■ **How to complete this task**
Tally the lines in the data that follows that include the word "matches", and report nothing but the total.

■ **Exercise inputs**
□ □ □ □ □ □ □

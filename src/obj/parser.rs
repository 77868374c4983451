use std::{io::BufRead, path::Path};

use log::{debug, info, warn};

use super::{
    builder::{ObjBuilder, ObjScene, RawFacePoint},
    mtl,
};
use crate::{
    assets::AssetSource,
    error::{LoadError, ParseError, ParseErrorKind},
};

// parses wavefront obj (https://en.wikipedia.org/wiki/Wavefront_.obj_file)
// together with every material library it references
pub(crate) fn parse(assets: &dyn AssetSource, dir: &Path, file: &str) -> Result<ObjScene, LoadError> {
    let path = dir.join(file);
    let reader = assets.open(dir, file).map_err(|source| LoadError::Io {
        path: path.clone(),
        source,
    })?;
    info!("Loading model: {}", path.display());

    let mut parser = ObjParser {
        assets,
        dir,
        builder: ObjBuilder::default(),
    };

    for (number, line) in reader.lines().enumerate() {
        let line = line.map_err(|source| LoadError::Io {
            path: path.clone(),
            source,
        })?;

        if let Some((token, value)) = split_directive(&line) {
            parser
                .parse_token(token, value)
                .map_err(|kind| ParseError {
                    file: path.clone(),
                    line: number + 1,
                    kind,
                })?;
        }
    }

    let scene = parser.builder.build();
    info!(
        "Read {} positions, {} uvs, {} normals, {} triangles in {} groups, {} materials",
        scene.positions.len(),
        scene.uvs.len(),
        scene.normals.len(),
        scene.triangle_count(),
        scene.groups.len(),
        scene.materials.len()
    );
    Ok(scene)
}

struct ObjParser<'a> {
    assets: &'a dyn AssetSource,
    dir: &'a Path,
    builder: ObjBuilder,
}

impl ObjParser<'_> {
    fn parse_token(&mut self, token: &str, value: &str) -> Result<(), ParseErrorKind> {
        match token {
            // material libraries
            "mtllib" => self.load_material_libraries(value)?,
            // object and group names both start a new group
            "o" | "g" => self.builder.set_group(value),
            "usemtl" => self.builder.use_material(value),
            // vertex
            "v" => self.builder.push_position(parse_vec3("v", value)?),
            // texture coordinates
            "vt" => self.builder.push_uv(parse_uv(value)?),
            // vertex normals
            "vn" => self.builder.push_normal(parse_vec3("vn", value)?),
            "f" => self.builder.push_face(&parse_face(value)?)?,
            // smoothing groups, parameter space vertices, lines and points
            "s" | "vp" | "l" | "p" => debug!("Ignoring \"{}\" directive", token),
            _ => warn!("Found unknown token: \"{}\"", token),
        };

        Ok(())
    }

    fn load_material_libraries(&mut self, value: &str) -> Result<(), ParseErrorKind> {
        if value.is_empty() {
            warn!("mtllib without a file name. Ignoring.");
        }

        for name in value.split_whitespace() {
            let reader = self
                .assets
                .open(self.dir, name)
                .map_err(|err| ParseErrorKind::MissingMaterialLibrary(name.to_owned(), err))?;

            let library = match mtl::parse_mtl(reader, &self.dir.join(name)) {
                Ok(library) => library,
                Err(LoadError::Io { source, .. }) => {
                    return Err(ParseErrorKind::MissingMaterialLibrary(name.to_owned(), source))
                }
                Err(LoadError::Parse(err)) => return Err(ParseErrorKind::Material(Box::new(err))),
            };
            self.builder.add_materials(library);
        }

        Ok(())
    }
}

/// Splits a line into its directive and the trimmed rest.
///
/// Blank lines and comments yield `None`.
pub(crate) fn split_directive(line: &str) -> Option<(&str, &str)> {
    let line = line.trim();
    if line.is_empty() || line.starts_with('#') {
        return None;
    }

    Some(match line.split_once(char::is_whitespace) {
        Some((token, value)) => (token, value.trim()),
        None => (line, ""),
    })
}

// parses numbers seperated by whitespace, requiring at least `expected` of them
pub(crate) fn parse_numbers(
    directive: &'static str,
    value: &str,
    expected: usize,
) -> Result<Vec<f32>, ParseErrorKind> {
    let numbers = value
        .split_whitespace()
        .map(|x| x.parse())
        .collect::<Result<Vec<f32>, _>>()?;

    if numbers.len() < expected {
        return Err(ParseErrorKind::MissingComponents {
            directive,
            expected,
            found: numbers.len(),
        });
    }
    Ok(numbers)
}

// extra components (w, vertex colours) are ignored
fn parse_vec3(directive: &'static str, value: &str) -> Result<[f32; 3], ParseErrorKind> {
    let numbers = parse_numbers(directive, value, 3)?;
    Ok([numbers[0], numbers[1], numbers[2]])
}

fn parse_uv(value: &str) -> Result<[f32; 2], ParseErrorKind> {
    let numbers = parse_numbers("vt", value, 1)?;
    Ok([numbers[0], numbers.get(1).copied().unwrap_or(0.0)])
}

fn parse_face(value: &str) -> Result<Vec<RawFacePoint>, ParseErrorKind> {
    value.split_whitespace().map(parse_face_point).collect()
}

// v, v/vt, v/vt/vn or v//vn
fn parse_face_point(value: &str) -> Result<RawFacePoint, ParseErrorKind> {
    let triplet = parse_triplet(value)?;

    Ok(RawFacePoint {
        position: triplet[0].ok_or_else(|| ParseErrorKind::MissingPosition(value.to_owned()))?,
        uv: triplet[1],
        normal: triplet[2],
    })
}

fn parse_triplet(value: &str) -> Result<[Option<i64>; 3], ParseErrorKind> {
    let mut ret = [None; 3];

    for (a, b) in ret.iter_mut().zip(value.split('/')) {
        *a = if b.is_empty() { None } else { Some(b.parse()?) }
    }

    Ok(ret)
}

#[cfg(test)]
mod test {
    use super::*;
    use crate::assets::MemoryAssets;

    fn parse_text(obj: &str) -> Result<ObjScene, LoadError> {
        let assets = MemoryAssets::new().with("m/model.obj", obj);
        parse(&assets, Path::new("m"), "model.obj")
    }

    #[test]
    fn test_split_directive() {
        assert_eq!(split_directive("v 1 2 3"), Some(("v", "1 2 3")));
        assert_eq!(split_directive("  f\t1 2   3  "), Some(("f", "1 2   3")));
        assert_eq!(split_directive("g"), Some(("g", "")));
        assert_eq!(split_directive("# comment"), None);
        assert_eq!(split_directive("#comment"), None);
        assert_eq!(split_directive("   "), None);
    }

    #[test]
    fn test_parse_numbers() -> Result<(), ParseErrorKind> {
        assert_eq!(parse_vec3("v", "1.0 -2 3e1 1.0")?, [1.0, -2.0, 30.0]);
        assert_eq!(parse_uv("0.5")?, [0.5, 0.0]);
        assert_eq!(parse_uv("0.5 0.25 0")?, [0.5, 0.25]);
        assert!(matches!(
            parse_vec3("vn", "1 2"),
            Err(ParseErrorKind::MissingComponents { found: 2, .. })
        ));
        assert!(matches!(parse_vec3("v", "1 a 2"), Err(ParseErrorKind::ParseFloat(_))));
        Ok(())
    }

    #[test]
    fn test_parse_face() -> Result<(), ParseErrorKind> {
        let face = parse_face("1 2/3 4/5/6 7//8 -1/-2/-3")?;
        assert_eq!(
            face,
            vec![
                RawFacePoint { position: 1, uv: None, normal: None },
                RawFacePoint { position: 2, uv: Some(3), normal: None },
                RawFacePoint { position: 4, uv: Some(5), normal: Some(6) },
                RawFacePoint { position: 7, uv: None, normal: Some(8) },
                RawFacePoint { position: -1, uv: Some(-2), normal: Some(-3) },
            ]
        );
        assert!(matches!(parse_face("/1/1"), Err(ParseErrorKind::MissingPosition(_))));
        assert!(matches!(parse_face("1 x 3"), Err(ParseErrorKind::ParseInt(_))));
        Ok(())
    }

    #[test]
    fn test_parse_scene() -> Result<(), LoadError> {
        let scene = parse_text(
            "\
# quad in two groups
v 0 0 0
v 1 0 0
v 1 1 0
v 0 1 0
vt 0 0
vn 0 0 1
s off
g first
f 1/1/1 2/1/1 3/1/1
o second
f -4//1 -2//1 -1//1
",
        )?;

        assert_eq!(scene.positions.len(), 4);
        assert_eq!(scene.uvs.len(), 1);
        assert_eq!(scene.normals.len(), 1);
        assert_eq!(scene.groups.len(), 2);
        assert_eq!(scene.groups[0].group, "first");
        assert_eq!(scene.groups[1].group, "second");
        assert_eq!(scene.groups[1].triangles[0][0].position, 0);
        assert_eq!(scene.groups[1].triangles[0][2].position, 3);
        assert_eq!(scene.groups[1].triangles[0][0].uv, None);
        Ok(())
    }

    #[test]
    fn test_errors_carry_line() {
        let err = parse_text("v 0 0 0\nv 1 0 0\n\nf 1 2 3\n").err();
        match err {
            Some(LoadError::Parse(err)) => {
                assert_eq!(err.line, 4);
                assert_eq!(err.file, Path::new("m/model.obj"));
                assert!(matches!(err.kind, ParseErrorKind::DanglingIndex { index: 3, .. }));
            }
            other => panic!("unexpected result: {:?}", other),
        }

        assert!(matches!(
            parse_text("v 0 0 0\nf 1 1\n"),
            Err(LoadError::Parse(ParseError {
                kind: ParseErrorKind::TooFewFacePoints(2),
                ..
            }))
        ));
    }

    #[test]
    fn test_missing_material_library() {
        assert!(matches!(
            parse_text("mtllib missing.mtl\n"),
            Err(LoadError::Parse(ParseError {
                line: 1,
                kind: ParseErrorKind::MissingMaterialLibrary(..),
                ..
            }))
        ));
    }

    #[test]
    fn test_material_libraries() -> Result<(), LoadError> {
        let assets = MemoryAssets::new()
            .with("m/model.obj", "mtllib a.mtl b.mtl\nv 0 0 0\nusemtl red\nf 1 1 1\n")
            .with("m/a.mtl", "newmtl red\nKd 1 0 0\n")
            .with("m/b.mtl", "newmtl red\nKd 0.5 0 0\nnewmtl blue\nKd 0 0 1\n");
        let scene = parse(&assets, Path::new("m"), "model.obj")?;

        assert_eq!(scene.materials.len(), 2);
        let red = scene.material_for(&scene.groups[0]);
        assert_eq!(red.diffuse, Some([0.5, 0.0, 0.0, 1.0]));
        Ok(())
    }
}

□ □ □ □ □ □ □

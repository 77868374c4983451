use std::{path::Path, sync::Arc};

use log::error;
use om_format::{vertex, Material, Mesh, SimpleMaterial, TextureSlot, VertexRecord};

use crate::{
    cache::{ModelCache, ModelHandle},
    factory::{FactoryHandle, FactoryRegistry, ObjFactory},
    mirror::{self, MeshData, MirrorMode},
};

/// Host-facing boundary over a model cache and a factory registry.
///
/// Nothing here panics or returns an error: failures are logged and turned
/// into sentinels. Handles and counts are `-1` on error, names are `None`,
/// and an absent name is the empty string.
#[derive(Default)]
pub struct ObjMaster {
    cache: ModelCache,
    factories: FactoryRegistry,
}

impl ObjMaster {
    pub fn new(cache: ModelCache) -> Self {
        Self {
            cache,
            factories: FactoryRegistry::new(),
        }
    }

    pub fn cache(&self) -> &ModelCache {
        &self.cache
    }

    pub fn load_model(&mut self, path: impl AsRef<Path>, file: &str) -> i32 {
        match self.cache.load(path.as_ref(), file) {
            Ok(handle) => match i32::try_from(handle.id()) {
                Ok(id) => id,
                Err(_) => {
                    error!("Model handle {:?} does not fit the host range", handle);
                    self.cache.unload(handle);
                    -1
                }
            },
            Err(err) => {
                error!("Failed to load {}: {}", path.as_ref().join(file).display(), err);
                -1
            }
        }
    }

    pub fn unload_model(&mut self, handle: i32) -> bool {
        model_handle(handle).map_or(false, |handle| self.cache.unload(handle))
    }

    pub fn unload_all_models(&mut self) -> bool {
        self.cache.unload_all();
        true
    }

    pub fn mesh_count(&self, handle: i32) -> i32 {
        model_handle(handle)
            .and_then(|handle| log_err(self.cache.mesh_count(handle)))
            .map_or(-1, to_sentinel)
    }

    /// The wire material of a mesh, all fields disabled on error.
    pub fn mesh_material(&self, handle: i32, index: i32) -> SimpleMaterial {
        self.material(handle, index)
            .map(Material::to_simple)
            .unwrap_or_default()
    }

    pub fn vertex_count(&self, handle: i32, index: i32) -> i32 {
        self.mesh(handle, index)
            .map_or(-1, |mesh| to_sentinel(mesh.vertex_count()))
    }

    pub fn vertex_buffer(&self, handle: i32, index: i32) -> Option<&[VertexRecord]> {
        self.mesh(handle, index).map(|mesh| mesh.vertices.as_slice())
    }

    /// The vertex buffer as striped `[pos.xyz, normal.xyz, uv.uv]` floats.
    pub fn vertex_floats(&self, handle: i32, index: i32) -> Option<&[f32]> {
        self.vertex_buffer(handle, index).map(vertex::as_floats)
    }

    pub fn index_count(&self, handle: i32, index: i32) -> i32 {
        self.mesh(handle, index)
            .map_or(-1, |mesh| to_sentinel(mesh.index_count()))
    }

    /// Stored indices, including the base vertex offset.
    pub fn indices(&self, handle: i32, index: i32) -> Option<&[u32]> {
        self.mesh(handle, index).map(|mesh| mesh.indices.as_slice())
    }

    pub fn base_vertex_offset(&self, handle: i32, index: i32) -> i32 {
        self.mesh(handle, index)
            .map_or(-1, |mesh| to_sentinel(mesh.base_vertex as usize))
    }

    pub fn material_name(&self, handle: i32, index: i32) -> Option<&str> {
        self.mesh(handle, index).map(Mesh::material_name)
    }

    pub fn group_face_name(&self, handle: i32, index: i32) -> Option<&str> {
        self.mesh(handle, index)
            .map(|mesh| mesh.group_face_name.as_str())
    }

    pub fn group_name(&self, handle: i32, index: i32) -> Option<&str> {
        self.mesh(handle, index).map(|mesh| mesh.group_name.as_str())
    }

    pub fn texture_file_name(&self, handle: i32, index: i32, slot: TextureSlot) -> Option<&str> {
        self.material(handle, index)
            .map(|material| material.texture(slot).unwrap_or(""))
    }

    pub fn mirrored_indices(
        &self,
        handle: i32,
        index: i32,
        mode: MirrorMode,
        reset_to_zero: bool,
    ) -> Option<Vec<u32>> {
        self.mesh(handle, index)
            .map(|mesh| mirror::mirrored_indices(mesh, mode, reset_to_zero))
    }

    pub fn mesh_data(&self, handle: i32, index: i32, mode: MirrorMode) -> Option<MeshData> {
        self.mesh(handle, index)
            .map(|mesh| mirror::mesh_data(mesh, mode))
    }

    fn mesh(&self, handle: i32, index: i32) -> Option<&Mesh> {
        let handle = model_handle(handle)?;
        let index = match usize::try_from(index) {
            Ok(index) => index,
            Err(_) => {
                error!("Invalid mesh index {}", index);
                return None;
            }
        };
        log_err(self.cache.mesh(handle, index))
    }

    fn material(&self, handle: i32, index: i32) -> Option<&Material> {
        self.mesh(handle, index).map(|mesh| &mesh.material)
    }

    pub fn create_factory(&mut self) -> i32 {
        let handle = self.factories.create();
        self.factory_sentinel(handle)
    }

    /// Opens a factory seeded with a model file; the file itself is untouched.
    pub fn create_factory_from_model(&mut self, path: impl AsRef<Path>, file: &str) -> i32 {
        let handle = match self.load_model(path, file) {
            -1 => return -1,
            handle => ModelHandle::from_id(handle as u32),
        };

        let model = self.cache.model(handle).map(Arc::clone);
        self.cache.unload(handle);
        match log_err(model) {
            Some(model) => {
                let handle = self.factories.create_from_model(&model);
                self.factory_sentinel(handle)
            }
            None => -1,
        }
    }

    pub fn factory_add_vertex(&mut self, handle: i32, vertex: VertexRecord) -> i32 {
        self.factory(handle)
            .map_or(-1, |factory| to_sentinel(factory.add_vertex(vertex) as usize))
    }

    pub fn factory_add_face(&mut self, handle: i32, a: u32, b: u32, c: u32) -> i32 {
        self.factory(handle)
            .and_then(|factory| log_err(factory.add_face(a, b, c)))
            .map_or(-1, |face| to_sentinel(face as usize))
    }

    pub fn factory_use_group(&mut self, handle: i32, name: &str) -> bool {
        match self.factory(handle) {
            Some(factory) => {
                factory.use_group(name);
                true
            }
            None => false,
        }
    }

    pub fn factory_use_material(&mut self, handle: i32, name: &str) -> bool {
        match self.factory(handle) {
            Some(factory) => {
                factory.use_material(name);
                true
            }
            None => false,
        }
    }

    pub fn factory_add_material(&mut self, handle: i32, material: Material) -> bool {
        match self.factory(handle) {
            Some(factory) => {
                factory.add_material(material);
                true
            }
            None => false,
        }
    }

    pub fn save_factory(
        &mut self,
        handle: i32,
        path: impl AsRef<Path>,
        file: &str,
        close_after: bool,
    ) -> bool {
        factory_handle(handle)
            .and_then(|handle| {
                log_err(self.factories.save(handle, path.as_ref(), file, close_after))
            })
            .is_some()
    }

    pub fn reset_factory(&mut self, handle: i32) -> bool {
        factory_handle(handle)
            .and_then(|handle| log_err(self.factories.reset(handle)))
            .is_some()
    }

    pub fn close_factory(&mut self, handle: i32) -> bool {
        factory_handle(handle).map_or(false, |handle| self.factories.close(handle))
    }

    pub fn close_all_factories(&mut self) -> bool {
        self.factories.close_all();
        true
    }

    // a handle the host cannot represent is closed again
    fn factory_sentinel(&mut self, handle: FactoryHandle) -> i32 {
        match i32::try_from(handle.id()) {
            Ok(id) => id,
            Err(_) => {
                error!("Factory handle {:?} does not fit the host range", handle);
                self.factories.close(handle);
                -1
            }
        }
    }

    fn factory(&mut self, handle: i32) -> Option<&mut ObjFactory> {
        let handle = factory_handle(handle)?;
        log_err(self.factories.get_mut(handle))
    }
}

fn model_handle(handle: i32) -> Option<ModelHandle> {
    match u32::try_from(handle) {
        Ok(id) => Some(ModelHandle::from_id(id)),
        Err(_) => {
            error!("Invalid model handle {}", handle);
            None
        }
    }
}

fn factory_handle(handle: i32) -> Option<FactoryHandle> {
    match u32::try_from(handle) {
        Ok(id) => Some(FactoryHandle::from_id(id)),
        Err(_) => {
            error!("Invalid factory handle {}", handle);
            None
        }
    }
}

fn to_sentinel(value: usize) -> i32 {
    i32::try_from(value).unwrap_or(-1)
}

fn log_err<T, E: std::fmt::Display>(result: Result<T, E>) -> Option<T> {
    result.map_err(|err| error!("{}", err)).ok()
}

□ □ □ □ □ □ □

■ **Solution for this problem**
7